◆ **TASK REQUIREMENTS**
Please reproduce the following records exactly, with nothing omitted.

[[ PROVIDED RECORDS, beginning ]]

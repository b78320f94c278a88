//! Dotted-path variable lookup

use serde_json::Value;

/// Split a path like `@input.items[0]?.name` into segments
pub fn parse_path(path: &str) -> Vec<String> {
    let normalized = path.trim().replace('[', ".").replace(']', "");
    normalized
        .split('.')
        .map(|segment| segment.trim().trim_end_matches('?').to_string())
        .filter(|segment| !segment.is_empty())
        .collect()
}

/// Follow one segment into an object key or array index
pub fn get_segment<'a>(value: &'a Value, segment: &str) -> Option<&'a Value> {
    match value {
        Value::Object(map) => map.get(segment),
        Value::Array(items) => segment.parse::<usize>().ok().and_then(|i| items.get(i)),
        _ => None,
    }
}

/// Resolve a path against a value; missing segments resolve to `None`
pub fn get_path<'a>(root: &'a Value, path: &str) -> Option<&'a Value> {
    let segments = parse_path(path);
    if segments.is_empty() {
        return Some(root);
    }
    segments
        .iter()
        .try_fold(root, |current, segment| get_segment(current, segment))
}

/// Render a value the way template output shows it
pub fn stringify(value: &Value) -> String {
    match value {
        Value::Null => String::new(),
        Value::String(s) => s.clone(),
        Value::Bool(b) => b.to_string(),
        Value::Number(n) => n.to_string(),
        Value::Array(items) => items.iter().map(stringify).collect::<Vec<_>>().join(","),
        Value::Object(_) => value.to_string(),
    }
}

/// HTML-escape template output
pub fn escape_html(input: &str) -> String {
    let mut escaped = String::with_capacity(input.len());
    for c in input.chars() {
        match c {
            '&' => escaped.push_str("&amp;"),
            '<' => escaped.push_str("&lt;"),
            '>' => escaped.push_str("&gt;"),
            '"' => escaped.push_str("&quot;"),
            '\'' => escaped.push_str("&#39;"),
            _ => escaped.push(c),
        }
    }
    escaped
}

[[ PROVIDED RECORDS, end ]]

◆ **EXERCISE ANSWER**
repository b78320f94c278a88
//! Dotted-path variable lookup

use serde_json::Value;

/// Split a path like `@input.items[0]?.name` into segments
pub fn parse_path(path: &str) -> Vec<String> {
    let normalized = path.trim().replace('[', ".").replace(']', "");
    normalized
        .split('.')
        .map(|segment| segment.trim().trim_end_matches('?').to_string())
        .filter(|segment| !segment.is_empty())
        .collect()
}

/// Follow one segment into an object key or array index
pub fn get_segment<'a>(value: &'a Value, segment: &str) -> Option<&'a Value> {
    match value {
        Value::Object(map) => map.get(segment),
        Value::Array(items) => segment.parse::<usize>().ok().and_then(|i| items.get(i)),
        _ => None,
    }
}

/// Resolve a path against a value; missing segments resolve to `None`
pub fn get_path<'a>(root: &'a Value, path: &str) -> Option<&'a Value> {
    let segments = parse_path(path);
    if segments.is_empty() {
        return Some(root);
    }
    segments
        .iter()
        .try_fold(root, |current, segment| get_segment(current, segment))
}

/// Render a value the way template output shows it
pub fn stringify(value: &Value) -> String {
    match value {
        Value::Null => String::new(),
        Value::String(s) => s.clone(),
        Value::Bool(b) => b.to_string(),
        Value::Number(n) => n.to_string(),
        Value::Array(items) => items.iter().map(stringify).collect::<Vec<_>>().join(","),
        Value::Object(_) => value.to_string(),
    }
}

/// HTML-escape template output
pub fn escape_html(input: &str) -> String {
    let mut escaped = String::with_capacity(input.len());
    for c in input.chars() {
        match c {
            '&' => escaped.push_str("&amp;"),
            '<' => escaped.push_str("&lt;"),
            '>' => escaped.push_str("&gt;"),
            '"' => escaped.push_str("&quot;"),
            '\'' => escaped.push_str("&#39;"),
            _ => escaped.push(c),
        }
    }
    escaped
}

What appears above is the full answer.